To oversimplify for the sake of orientation, the eastern half of the city is to the west what (the old) downtown and (new) north Brooklyn are to uptown Manhattan.In Berlin this divide has less to do with slow, organic shifts in immigration patterns, industrial outsourcing and fickle real estate preferences than with that brutal monolith, the Berlin Wall, and its dismantling 20 years ago that was just as abrupt as its construction.
Since then the old west Berlin remained the wealthier and more static area of town. The old communist east, its industry largely abandoned and identity to be remade, welcomed hordes of subcultures–artists, punks, skinheads. Some of these 'hoods have gentrified, with others well on their way to respectability.

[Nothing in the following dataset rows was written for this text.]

//! Twiddle table layouts
//!
//! A codelet does not compute its twiddle factors. It reads them, positionally, from a flat table
//! that a generator filled in ahead of time. This module is the contract between the two: for each
//! [`TwiddleFormat`] it lists the symbolic records ([`TwInstr`]) the generator has to expand, in
//! table order, for one twiddle of one vector step.
//!
//! [`generate_twiddle_table`] is the reference expansion of those records. The routines in
//! [`crate::kernels::twiddle`] decode exactly this layout.
use std::f64::consts::PI;

use crate::precision::Precision;
use crate::vector::SimdVector;

/// Reverse is for applying conjugated twiddles (inverse transforms)
/// Forward is for applying the twiddles as stored
#[derive(Debug, Copy, Clone, PartialEq, Eq)]
pub enum Direction {
    /// Multiply by the twiddle factor
    Forward,
    /// Multiply by the conjugate of the twiddle factor
    Reverse,
}

/// What a table slot holds.
#[derive(Debug, Copy, Clone, PartialEq, Eq)]
pub enum TwOp {
    /// `cos(θ)`, one scalar
    Cos,
    /// `sin(θ)`, one scalar
    Sin,
    /// `cos(θ), sin(θ)`, two scalars
    Cexp,
}

/// One symbolic table record.
///
/// For column `j` of a transform of size `n`, the angle is `θ = 2π · (j + v) · i / n`. A negative
/// `i` therefore stores a negated sine.
#[derive(Debug, Copy, Clone, PartialEq, Eq)]
pub struct TwInstr {
    pub op: TwOp,
    /// Offset of the column within the vector step
    pub v: isize,
    /// Signed multiplier of the base angle
    pub i: isize,
}

impl TwInstr {
    pub const fn new(op: TwOp, v: isize, i: isize) -> Self {
        Self { op, v, i }
    }

    /// Number of scalars this record occupies in the table.
    pub const fn width(&self) -> usize {
        match self.op {
            TwOp::Cexp => 2,
            TwOp::Cos | TwOp::Sin => 1,
        }
    }

    /// Appends the value(s) of this record for column `j` of a size-`n` transform.
    pub fn expand<T: Precision>(&self, j: usize, n: usize, out: &mut Vec<T>) {
        let n = n as isize;
        // reduce first so the angle stays accurate for large tables
        let k = ((j as isize + self.v) * self.i.abs()).rem_euclid(n);
        let theta = 2.0 * PI * (k as f64) / (n as f64);
        let (st, ct) = theta.sin_cos();
        let st = if self.i < 0 { -st } else { st };

        match self.op {
            TwOp::Cos => out.push(T::from(ct).unwrap()),
            TwOp::Sin => out.push(T::from(st).unwrap()),
            TwOp::Cexp => {
                out.push(T::from(ct).unwrap());
                out.push(T::from(st).unwrap());
            }
        }
    }
}

/// How the twiddles of one vector step are stored.
///
/// The formats trade table size against decoding work. Pick one per call site.
#[derive(Debug, Copy, Clone, PartialEq, Eq)]
pub enum TwiddleFormat {
    /// Cosines then sines, one register per twiddle. Decoding needs two unpacks.
    Compact,
    /// Cosines duplicated across each complex lane, sines duplicated with the sign already applied.
    /// Twice the memory of [`TwiddleFormat::Compact`], but decoding is free.
    Expanded,
    /// One full `(cos, sin)` pair per complex lane.
    PerComplex,
    /// `2 * VL` cosines then `2 * VL` sines, for split real/imaginary data.
    Split,
}

impl TwiddleFormat {
    /// Table advance per twiddle, in units of `VL` complex numbers (`TWVL1`, `TWVL2`, `TWVL3`,
    /// `TWVLS`).
    pub const fn twvl<T: Precision>(self) -> usize {
        match self {
            TwiddleFormat::Compact | TwiddleFormat::PerComplex => T::VL,
            TwiddleFormat::Expanded | TwiddleFormat::Split => 2 * T::VL,
        }
    }

    /// Scalars per twiddle per vector step.
    pub const fn scalars_per_twiddle<T: Precision>(self) -> usize {
        2 * self.twvl::<T>()
    }

    /// Columns (complex numbers of one stream) covered by one vector step.
    pub const fn columns_per_step<T: Precision>(self) -> usize {
        match self {
            TwiddleFormat::Split => 2 * T::VL,
            _ => T::VL,
        }
    }

    /// The records for twiddle multiplier `x` at column offset `v`, in table order.
    pub fn instructions<T: Precision>(self, v: isize, x: isize) -> Vec<TwInstr> {
        let vl = T::VL as isize;
        match self {
            TwiddleFormat::Compact if vl == 1 => vec![TwInstr::new(TwOp::Cexp, v, x)],
            TwiddleFormat::Compact => (0..vl)
                .map(|c| TwInstr::new(TwOp::Cos, v + c, x))
                .chain((0..vl).map(|c| TwInstr::new(TwOp::Sin, v + c, x)))
                .collect(),
            TwiddleFormat::Expanded => (0..vl)
                .flat_map(|c| [TwInstr::new(TwOp::Cos, v + c, x); 2])
                .chain((0..vl).flat_map(|c| {
                    [
                        TwInstr::new(TwOp::Sin, v + c, -x),
                        TwInstr::new(TwOp::Sin, v + c, x),
                    ]
                }))
                .collect(),
            TwiddleFormat::PerComplex => (0..vl)
                .map(|c| TwInstr::new(TwOp::Cexp, v + c, x))
                .collect(),
            TwiddleFormat::Split => (0..2 * vl)
                .map(|c| TwInstr::new(TwOp::Cos, v + c, x))
                .chain((0..2 * vl).map(|c| TwInstr::new(TwOp::Sin, v + c, x)))
                .collect(),
        }
    }

    /// The records of one vector step for a codelet using the twiddle multipliers `factors`.
    pub fn layout<T: Precision>(self, factors: &[isize]) -> Vec<TwInstr> {
        factors
            .iter()
            .flat_map(|&x| self.instructions::<T>(0, x))
            .collect()
    }
}

/// Expands the table of a codelet with twiddle multipliers `factors`, for `m` columns of a
/// size-`n` transform.
///
/// # Panics
///
/// Panics if `n == 0` or if `m` is not a multiple of the columns covered by one vector step
pub fn generate_twiddle_table<T: Precision>(
    format: TwiddleFormat,
    factors: &[isize],
    m: usize,
    n: usize,
) -> Vec<T> {
    let step = format.columns_per_step::<T>();
    assert!(n > 0);
    assert_eq!(m % step, 0, "{m} columns do not fill whole vector steps of {step}");

    let layout = format.layout::<T>(factors);
    let mut table = Vec::with_capacity(m / step * factors.len() * format.scalars_per_twiddle::<T>());

    for j in (0..m).step_by(step) {
        for instr in &layout {
            instr.expand(j, n, &mut table);
        }
    }

    table
}

/// Packs a scalar table into vector registers, which guarantees the alignment the twiddle
/// routines need.
///
/// # Panics
///
/// Panics if `scalars.len()` is not a multiple of `V::LANES`
pub fn pack_registers<V: SimdVector>(scalars: &[V::Scalar]) -> Vec<V> {
    assert_eq!(scalars.len() % V::LANES, 0);
    scalars.chunks_exact(V::LANES).map(V::from_slice).collect()
}

#[cfg(test)]
mod tests {
    use std::f64::consts::FRAC_1_SQRT_2;

    use utilities::assert_float_closeness;

    use super::*;

    #[test]
    fn table_sizes_match_layouts() {
        for format in [
            TwiddleFormat::Compact,
            TwiddleFormat::Expanded,
            TwiddleFormat::PerComplex,
            TwiddleFormat::Split,
        ] {
            for (vl, width) in [
                (f32::VL, format.scalars_per_twiddle::<f32>()),
                (f64::VL, format.scalars_per_twiddle::<f64>()),
            ] {
                let instrs = if vl == 1 {
                    format.instructions::<f64>(0, 3)
                } else {
                    format.instructions::<f32>(0, 3)
                };
                assert_eq!(instrs.iter().map(TwInstr::width).sum::<usize>(), width);
            }
        }
    }

    #[test]
    fn twvl_constants() {
        assert_eq!(TwiddleFormat::Compact.twvl::<f32>(), 2);
        assert_eq!(TwiddleFormat::Expanded.twvl::<f32>(), 4);
        assert_eq!(TwiddleFormat::PerComplex.twvl::<f32>(), 2);
        assert_eq!(TwiddleFormat::Split.twvl::<f32>(), 4);
        assert_eq!(TwiddleFormat::Compact.twvl::<f64>(), 1);
        assert_eq!(TwiddleFormat::Expanded.twvl::<f64>(), 2);
        assert_eq!(TwiddleFormat::PerComplex.twvl::<f64>(), 1);
        assert_eq!(TwiddleFormat::Split.twvl::<f64>(), 2);
    }

    #[test]
    fn single_precision_layouts() {
        use TwOp::*;
        let t = |op, v, i| TwInstr::new(op, v, i);

        assert_eq!(
            TwiddleFormat::Compact.instructions::<f32>(4, 1),
            vec![t(Cos, 4, 1), t(Cos, 5, 1), t(Sin, 4, 1), t(Sin, 5, 1)]
        );
        assert_eq!(
            TwiddleFormat::Expanded.instructions::<f32>(0, 2),
            vec![
                t(Cos, 0, 2),
                t(Cos, 0, 2),
                t(Cos, 1, 2),
                t(Cos, 1, 2),
                t(Sin, 0, -2),
                t(Sin, 0, 2),
                t(Sin, 1, -2),
                t(Sin, 1, 2),
            ]
        );
        assert_eq!(
            TwiddleFormat::PerComplex.instructions::<f32>(0, 1),
            vec![t(Cexp, 0, 1), t(Cexp, 1, 1)]
        );
    }

    #[test]
    fn double_precision_layouts() {
        use TwOp::*;
        let t = |op, v, i| TwInstr::new(op, v, i);

        assert_eq!(
            TwiddleFormat::Compact.instructions::<f64>(0, 3),
            vec![t(Cexp, 0, 3)]
        );
        assert_eq!(
            TwiddleFormat::PerComplex.instructions::<f64>(0, 3),
            TwiddleFormat::Compact.instructions::<f64>(0, 3)
        );
        assert_eq!(
            TwiddleFormat::Expanded.instructions::<f64>(0, 1),
            vec![t(Cos, 0, 1), t(Cos, 0, 1), t(Sin, 0, -1), t(Sin, 0, 1)]
        );
        assert_eq!(
            TwiddleFormat::Split.instructions::<f64>(0, 1),
            vec![t(Cos, 0, 1), t(Cos, 1, 1), t(Sin, 0, 1), t(Sin, 1, 1)]
        );
    }

    #[test]
    fn expansion_values() {
        let table: Vec<f64> = generate_twiddle_table(TwiddleFormat::Compact, &[1], 4, 8);
        let expected = [
            (1.0, 0.0),
            (FRAC_1_SQRT_2, FRAC_1_SQRT_2),
            (0.0, 1.0),
            (-FRAC_1_SQRT_2, FRAC_1_SQRT_2),
        ];
        assert_eq!(table.len(), 8);
        for (pair, (c, s)) in table.chunks_exact(2).zip(expected) {
            assert_float_closeness(pair[0], c, 1e-12);
            assert_float_closeness(pair[1], s, 1e-12);
        }
    }

    #[test]
    fn negative_multiplier_negates_sine() {
        let mut out = Vec::<f32>::new();
        TwInstr::new(TwOp::Sin, 1, -1).expand(0, 4, &mut out);
        TwInstr::new(TwOp::Cos, 1, -1).expand(0, 4, &mut out);
        assert_float_closeness(out[0], -1.0, 1e-6);
        assert_float_closeness(out[1], 0.0, 1e-6);
    }

    #[test]
    fn table_length() {
        let factors = [1, 2, 3];
        let table: Vec<f32> = generate_twiddle_table(TwiddleFormat::Expanded, &factors, 16, 64);
        assert_eq!(
            table.len(),
            16 / f32::VL * factors.len() * TwiddleFormat::Expanded.scalars_per_twiddle::<f32>()
        );
    }

    #[test]
    #[should_panic]
    fn partial_vector_step() {
        let _ = generate_twiddle_table::<f32>(TwiddleFormat::Compact, &[1], 3, 8);
    }
}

As in New York, with its feisty community boards and cottage industry of nostalgic and bitter blogs chronicling block-by-block "Disneyfication," what hasn't changed is an acute sense of pride in one's stomping grounds. Given Berlin's sprawling size, it makes sense that people stick to their kiez, the area within a three- or four-block radius of their home. And they fight for the survival of its elusive spirit.
Want to sympathize with (and maybe annoy) the locals during your next Berlin visit? Here's some simple arithmetic to get you acquainted:
Mitte = (SoHo - 15 years) + Lower East Side + (Midtown / 20): The central neighborhood in the unified Berlin (mitte meaning middle), Mitte is spared the indignity of being a drab commercial district by the fact that Berlin has little commerce and, even after the fall of the Wall, no real center. Instead, Mitte clings to its reputation as gallery central (like at studio/squatter/show space Tacheles, right), despite skyrocketing rents, fashionably funky restaurants and proximity to what pass for Berlin's tourist traps.
Prenzlauer Berg = [(Park Slope + Punks) - Lesbians] + (Mars Bar / Prune): In the former East Berlin, these days Prenzlauer Berg is less known as a haven for punks and skins than double-wide strollers and some of the most expensive real estate in the city (which would still be a steal in Manhattan…or Park Slope). A few anarchy symbols still tag the walls, but more evident is the scourge of yuppie white people worldwide: a cute, crowded brunch scene.
Friedrichshain = Bushwick + Ludlow Street: In the former East, Friedrichshain only emerged as a go-to district for trendster vendors in the last five years or so. It's still got that eerie, urban tumbleweeds feel in parts (especially around its rundown train station, Warschauer Strasse, left), but boasts a main drag, Simon-Dach-Strasse, that come weekends is a magnet for bar crawlers and repellent for locals.
Schöneberg = (Greenwich Village - Waverly Inn) + Chelsea : Berlin's gayborhood has shown stubborn staying power inconceivable in always changing NYC. Immortalized by Christopher Isherwood, who lived here during the Nazi rise to power, in Berlin Stories, famously tolerant Schöneberg hasn't fought against hype machine restaurants and stupefyingly expensive real estate, but happily let them pass by.
Kreuzberg = [(East Village x 2) + Jackson Heights] - Murray Hill: Kreuzberg was the epicenter of alternative culture and avant garde (and often protest) art in the former West and, being boxed in by the Wall on three sides, its most isolated and impoverished kiez. In addition to a 30% Turkish population, Kreuzberg overflows with street art and is pleasantly devoid of striving bourgeois bars (though not stylish bordering on precious ones). The question is how much longer the immigrants and cool kids can keep Kreuzberg to themselves.
Rummelsburg = Sunset Park - (Park + Mexican Food): Off the beaten path and without Sunset Park's culinary draws, green spaces and, apparently, human inhabitants (a friend described it as "nothing"), even Berliners furrow their brows when you mention a party going down in Rummelsburg. For some people, that's reason enough to get there, before everyone else does.